Integrin αXβ2 (CD11c/CD18), which binds several ligands such as fibrinogen and iC3b, has important roles in leukocyte functions including phagocytosis and migration. Establishment of structure and functional relationship in αX I-domain, which is a ligand-binding moiety, is important in understanding leukocyte biology and integrin function. Previously we showed that two loops (α3–α4, βD–α5) around a ligand-binding face of αX I-domain are important for the binding of the fibrinogen molecule. In this study, we took the further step of identifying critical residues in these loops and in a supportive loop (βF–α7) for fibrinogen fragment E, the central domain of fibrinogen. The residues S199 and Q202 in the α3–α4 loop and K243, Y250 in the βD–α5 loop are critical for the ligand.
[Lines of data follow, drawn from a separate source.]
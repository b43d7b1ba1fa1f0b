//! Error types for the color service.

use axum::http::StatusCode;
use axum::response::{IntoResponse, Response};
use thiserror::Error;

/// Primary error type for color service operations.
#[derive(Error, Debug)]
pub enum ColorError {
    // Request errors
    #[error("Error decoding JSON: {0}")]
    Decode(#[from] serde_json::Error),

    // Configuration errors
    #[error("Configuration file not found: {path}")]
    ConfigNotFound { path: String },

    #[error("Configuration parse error: {0}")]
    ConfigParse(String),

    // Web server errors
    #[error("Web server failed to start on {addr}: {reason}")]
    ServerFailed { addr: String, reason: String },

    // General errors
    #[error("IO error: {0}")]
    Io(#[from] std::io::Error),

    #[error("{0}")]
    Other(String),
}

impl ColorError {
    /// Returns true if the error is recoverable by the user.
    pub const fn is_user_recoverable(&self) -> bool {
        matches!(
            self,
            Self::Decode(_)
                | Self::ConfigNotFound { .. }
                | Self::ConfigParse(_)
                | Self::ServerFailed { .. }
        )
    }

    /// Returns a suggestion for how to fix the error.
    pub fn suggestion(&self) -> Option<&'static str> {
        match self {
            Self::Decode(_) => {
                Some("Send a JSON array such as [{\"color\":\"red\",\"delayLength\":0}]")
            }
            Self::ConfigNotFound { .. } => Some("Check --config or COLORSVC_CONFIG"),
            Self::ConfigParse(_) => Some("Run: colorsvc config to see the expected keys"),
            Self::ServerFailed { .. } => Some("Use --port to pick a free port"),
            _ => None,
        }
    }

    /// HTTP status used when this error terminates a request.
    pub const fn status(&self) -> StatusCode {
        StatusCode::INTERNAL_SERVER_ERROR
    }
}

impl IntoResponse for ColorError {
    fn into_response(self) -> Response {
        (self.status(), self.to_string()).into_response()
    }
}

/// Convenience type alias for Results using ColorError.
pub type Result<T> = std::result::Result<T, ColorError>;
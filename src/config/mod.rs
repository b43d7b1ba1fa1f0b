//! Service configuration.
//!
//! Settings are layered: built-in defaults, then an optional TOML file,
//! then environment variables (`COLOR`, `LATENCY`, `ERROR_RATE`), then
//! CLI flags applied by the binary.

mod loader;

pub use loader::{ENV_COLOR, ENV_ERROR_RATE, ENV_LATENCY};

use serde::{Deserialize, Serialize};

use crate::color::Palette;

pub const DEFAULT_BIND: &str = "127.0.0.1";
pub const DEFAULT_PORT: u16 = 8080;

/// Effective configuration handed to the request handler.
#[derive(Debug, Clone, PartialEq, Serialize, Deserialize)]
#[serde(default, deny_unknown_fields)]
pub struct ServiceConfig {
    /// Override color; empty means no override.
    pub color: String,
    /// Reserved. Read from `LATENCY` but has no effect on responses.
    #[serde(skip_serializing_if = "Option::is_none")]
    pub latency: Option<String>,
    /// Reserved. Read from `ERROR_RATE` but has no effect on responses.
    #[serde(skip_serializing_if = "Option::is_none")]
    pub error_rate: Option<String>,
    /// Colors available to random selection.
    pub palette: Palette,
    pub bind: String,
    pub port: u16,
}

impl Default for ServiceConfig {
    fn default() -> Self {
        Self {
            color: String::new(),
            latency: None,
            error_rate: None,
            palette: Palette::default(),
            bind: DEFAULT_BIND.to_string(),
            port: DEFAULT_PORT,
        }
    }
}

impl ServiceConfig {
    /// The configured override, if it is non-empty.
    pub fn color_override(&self) -> Option<&str> {
        Some(self.color.as_str()).filter(|c| !c.is_empty())
    }

    /// Builder-style override setter, mostly for tests.
    pub fn with_color(mut self, color: impl Into<String>) -> Self {
        self.color = color.into();
        self
    }

    pub fn with_palette(mut self, palette: Palette) -> Self {
        self.palette = palette;
        self
    }

    /// `bind:port` listen address.
    pub fn addr(&self) -> String {
        format!("{}:{}", self.bind, self.port)
    }
}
The residues K242, D249, K251, and D252 are important but less critical for fibrinogen fragment E. The involvement of the residues in the 3-dimensional model of the I-domain suggests that several amino acid sequences in fibrinogen fragment E are responsible for αX I-domain. Sequence comparisons with αM I-domain reveal that most of the critical residues shown in αX I-domain are also conserved in αM and may have important roles in fibrinogen central domain recognition in αM I-domain as well.